La machine de la soumission
Les choses allaient leur train jusqu’à cet été. L’antisémitisme le disputait à l’islamophobie dans les médias comme dans les discours. Il n’y avait pas de mots pour désigner la haine des Roms, des gens du voyage. Il n’y a d’ailleurs pas de singulier pour ce terme. Seuls notre myopie quotidienne, notre mépris caché leur étaient destinés. Puis arrive le discours prononcé par un immigré de la deuxième génération à Grenoble le 30 juillet 2010. Il a menacé de déchéance de leur nationalité ces immigrés de la première ou deuxième génération (?) qui représentaient des dangers pour la France. Et parmi tous ces étrangers, il a désigné les pires d’entre les pires de ceux qui mettent en péril l’identité française : les Roms. Il a dit : « Je veux mettre un terme aux implantations sauvages des Roms. » Là, la machine s’est mise en marche, la machine à exclure, la machine à tuer. Autour du chef, un gang de toujours-plus s’est formé.
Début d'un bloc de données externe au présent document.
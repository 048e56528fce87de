//! Upstream health counters
//!
//! Written by the subscriber and simulator, read by the health endpoint.

use chrono::{DateTime, TimeZone, Utc};
use serde::Serialize;
use std::sync::atomic::{AtomicBool, AtomicI64, AtomicU64, Ordering};

#[derive(Debug, Default)]
pub struct UpstreamStatus {
    connected: AtomicBool,
    messages_received: AtomicU64,
    readings_broadcast: AtomicU64,
    decode_failures: AtomicU64,
    /// Milliseconds since the epoch; 0 means never
    last_reading_ms: AtomicI64,
}

/// Point-in-time copy of `UpstreamStatus`
#[derive(Debug, Clone, PartialEq, Serialize)]
pub struct UpstreamSnapshot {
    pub broker_connected: bool,
    pub messages_received: u64,
    pub readings_broadcast: u64,
    pub decode_failures: u64,
    pub last_reading_at: Option<DateTime<Utc>>,
}

impl UpstreamStatus {
    pub fn new() -> Self {
        Self::default()
    }

    pub fn set_connected(&self, connected: bool) {
        self.connected.store(connected, Ordering::Relaxed);
    }

    pub fn is_connected(&self) -> bool {
        self.connected.load(Ordering::Relaxed)
    }

    pub fn record_message(&self) {
        self.messages_received.fetch_add(1, Ordering::Relaxed);
    }

    pub fn record_decode_failure(&self) {
        self.decode_failures.fetch_add(1, Ordering::Relaxed);
    }

    pub fn record_broadcast(&self) {
        self.readings_broadcast.fetch_add(1, Ordering::Relaxed);
        self.last_reading_ms
            .store(Utc::now().timestamp_millis(), Ordering::Relaxed);
    }

    pub fn snapshot(&self) -> UpstreamSnapshot {
        let last_ms = self.last_reading_ms.load(Ordering::Relaxed);
        UpstreamSnapshot {
            broker_connected: self.is_connected(),
            messages_received: self.messages_received.load(Ordering::Relaxed),
            readings_broadcast: self.readings_broadcast.load(Ordering::Relaxed),
            decode_failures: self.decode_failures.load(Ordering::Relaxed),
            last_reading_at: (last_ms > 0)
                .then(|| Utc.timestamp_millis_opt(last_ms).single())
                .flatten(),
        }
    }
}

#[cfg(test)]
mod tests {
    use super::*;

    #[test]
    fn test_counters() {
        let status = UpstreamStatus::new();
        assert_eq!(status.snapshot().last_reading_at, None);

        status.set_connected(true);
        status.record_message();
        status.record_message();
        status.record_decode_failure();
        status.record_broadcast();

        let snapshot = status.snapshot();
        assert!(snapshot.broker_connected);
        assert_eq!(snapshot.messages_received, 2);
        assert_eq!(snapshot.decode_failures, 1);
        assert_eq!(snapshot.readings_broadcast, 1);
        assert!(snapshot.last_reading_at.is_some());
    }
}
Les Hortefeux, Estrosi, Ciotti et consorts ont renchéri les uns sur les autres dans l’ignominie. En soi, cela n’est rien de nouveau, si ce n’est que cette fois une vraie machine médiatique s’est mise en route. Il faudra qu’un dinosaure de la politique déclare « On n’avait pas vu ça depuis Vichy. On n’avait pas vu ça depuis les nazis » pour qu’un petit début de résistance se mette en place. Bien sûr, c’était les vacances. Les expulsions se succèdent sans arrêt les unes après les autres. Puis l’Église catholique se met de la partie. Il faut bien qu’après les histoires de pédophilie, elle se refasse une virginité. Puis c’est le tour de la « société civile », associations et ONG ensemble, puis les politiques de gauche si heureux de ne pas être aux manettes. Simultanément, on apprend qu’en langage politique, rester soumis aux diktats du chef se dit « ne pas déserter ». Nous réalisons aussi, enfin, que les discours sur le devoir de mémoire ne sont que des escroqueries intellectuelles quand ils ne contiennent pas l’appel au devoir de désobéissance. Les manifestations qui ont eu lieu reflètent bien ces ambiguïtés en publiant un communiqué se référant à la IIIe République fondée sur les massacres de la Commune de Paris comme sur la colonisation systématique.
Mais au-delà de tous ces arguments, il y a la vieille, ancestrale lutte des sédentaires contre les nomades et nous libertaires, anarchistes, nous sommes tous des nomades !


1. « Mari » d’une conductrice verbalisée pour le port du voile intégral, récemment accusé de polygamie. (NdR.)